How to complete this task: When a line in the data below includes "struct", count it; then give only the total.

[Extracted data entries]
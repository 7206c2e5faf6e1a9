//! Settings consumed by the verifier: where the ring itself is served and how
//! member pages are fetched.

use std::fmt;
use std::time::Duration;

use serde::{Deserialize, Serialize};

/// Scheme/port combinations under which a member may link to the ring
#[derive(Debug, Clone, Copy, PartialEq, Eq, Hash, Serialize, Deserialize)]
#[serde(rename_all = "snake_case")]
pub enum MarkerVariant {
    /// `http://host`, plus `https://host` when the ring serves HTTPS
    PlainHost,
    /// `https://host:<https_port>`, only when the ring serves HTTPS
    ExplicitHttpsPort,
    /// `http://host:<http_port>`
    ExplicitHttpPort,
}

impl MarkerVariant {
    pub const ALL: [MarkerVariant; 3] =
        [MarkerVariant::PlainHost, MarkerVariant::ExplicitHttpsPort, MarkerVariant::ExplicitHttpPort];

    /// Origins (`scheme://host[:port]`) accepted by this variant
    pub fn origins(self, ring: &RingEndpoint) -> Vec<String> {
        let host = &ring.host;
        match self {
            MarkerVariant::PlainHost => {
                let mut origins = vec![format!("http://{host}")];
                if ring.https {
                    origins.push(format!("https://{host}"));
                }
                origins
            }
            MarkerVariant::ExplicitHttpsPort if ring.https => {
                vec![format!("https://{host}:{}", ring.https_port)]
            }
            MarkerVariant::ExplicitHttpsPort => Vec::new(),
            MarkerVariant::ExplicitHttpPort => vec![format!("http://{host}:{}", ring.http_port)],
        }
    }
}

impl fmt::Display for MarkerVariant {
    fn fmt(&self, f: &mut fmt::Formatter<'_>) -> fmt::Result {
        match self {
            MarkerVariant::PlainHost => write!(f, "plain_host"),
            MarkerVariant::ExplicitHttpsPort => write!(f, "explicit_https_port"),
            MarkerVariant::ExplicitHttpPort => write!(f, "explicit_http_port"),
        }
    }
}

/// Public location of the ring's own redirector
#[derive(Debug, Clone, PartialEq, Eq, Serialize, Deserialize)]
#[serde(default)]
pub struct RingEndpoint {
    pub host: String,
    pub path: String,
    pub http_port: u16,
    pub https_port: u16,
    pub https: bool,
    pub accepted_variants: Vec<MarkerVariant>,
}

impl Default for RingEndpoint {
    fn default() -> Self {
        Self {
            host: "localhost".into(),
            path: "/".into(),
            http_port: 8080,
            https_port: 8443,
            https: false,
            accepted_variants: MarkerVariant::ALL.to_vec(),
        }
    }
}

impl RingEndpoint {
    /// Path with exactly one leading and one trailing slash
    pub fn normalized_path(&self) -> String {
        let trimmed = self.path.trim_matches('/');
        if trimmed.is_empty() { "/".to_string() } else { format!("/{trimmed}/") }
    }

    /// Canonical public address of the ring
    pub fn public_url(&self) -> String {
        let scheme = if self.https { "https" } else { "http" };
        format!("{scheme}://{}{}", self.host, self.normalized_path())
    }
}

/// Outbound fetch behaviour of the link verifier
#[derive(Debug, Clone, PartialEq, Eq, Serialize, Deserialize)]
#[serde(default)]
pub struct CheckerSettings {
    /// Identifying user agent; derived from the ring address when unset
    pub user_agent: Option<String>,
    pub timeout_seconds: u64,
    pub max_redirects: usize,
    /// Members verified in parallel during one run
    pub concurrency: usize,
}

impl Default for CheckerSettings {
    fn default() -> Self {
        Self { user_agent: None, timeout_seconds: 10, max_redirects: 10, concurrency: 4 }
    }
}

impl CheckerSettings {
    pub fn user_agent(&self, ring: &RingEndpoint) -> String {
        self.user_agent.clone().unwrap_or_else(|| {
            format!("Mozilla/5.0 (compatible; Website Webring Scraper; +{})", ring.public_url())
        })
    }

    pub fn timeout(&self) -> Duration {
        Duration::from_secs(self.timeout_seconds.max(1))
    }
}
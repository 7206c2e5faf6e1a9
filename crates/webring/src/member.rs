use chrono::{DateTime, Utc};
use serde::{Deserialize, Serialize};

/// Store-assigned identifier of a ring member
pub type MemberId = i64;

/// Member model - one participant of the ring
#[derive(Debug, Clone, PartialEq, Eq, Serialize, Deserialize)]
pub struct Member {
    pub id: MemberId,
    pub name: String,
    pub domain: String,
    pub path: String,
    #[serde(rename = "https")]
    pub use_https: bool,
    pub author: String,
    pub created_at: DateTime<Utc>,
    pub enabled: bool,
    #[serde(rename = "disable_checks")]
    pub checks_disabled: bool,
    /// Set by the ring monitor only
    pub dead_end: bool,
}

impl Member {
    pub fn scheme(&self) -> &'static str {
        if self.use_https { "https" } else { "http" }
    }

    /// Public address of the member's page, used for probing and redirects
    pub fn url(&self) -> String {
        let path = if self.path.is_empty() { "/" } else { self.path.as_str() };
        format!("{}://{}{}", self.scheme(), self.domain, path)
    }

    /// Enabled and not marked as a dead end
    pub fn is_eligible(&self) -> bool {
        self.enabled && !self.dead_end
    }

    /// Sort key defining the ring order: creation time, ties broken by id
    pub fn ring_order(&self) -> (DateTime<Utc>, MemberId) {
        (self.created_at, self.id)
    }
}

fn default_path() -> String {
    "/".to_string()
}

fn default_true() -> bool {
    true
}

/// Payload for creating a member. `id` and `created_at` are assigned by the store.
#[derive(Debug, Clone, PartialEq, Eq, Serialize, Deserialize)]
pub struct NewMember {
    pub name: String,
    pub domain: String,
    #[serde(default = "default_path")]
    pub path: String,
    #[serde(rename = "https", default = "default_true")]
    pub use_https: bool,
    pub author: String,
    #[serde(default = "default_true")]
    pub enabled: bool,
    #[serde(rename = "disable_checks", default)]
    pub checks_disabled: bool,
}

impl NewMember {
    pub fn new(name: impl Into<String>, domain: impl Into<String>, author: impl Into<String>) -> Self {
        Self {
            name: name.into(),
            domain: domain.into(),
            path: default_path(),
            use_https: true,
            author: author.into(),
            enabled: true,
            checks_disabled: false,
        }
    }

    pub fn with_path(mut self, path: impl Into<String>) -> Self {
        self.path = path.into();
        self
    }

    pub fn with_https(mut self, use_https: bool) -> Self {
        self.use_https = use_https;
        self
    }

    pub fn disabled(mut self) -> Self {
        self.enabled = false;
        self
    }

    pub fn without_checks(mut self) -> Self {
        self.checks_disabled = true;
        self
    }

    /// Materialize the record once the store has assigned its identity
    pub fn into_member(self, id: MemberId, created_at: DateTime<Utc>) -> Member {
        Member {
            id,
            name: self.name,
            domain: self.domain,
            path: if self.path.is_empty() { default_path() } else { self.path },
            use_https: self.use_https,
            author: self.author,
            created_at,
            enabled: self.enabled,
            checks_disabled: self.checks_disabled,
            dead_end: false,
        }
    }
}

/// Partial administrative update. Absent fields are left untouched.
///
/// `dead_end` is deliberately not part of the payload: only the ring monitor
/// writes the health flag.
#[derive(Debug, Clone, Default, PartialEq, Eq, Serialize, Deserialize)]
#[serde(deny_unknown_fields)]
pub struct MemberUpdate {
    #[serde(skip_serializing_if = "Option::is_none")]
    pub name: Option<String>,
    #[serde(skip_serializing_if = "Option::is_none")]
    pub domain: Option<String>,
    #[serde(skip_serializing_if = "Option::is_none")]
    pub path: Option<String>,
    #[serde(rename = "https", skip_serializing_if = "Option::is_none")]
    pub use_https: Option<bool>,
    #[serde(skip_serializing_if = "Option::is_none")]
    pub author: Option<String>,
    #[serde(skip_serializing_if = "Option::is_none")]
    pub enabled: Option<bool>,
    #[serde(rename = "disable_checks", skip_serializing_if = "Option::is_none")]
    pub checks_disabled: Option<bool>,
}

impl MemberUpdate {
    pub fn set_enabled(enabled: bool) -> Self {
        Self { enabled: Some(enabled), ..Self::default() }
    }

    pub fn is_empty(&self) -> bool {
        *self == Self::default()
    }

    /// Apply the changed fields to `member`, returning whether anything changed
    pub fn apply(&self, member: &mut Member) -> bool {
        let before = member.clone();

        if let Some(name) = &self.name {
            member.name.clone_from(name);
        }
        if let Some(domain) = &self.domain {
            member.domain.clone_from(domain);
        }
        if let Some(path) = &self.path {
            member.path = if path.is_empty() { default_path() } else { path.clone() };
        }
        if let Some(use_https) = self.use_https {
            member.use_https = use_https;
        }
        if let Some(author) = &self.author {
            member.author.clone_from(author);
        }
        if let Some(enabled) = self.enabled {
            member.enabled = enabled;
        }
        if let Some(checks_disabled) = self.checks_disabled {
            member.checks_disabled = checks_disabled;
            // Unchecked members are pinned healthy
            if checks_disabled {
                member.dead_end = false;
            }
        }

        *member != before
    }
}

Your response: 5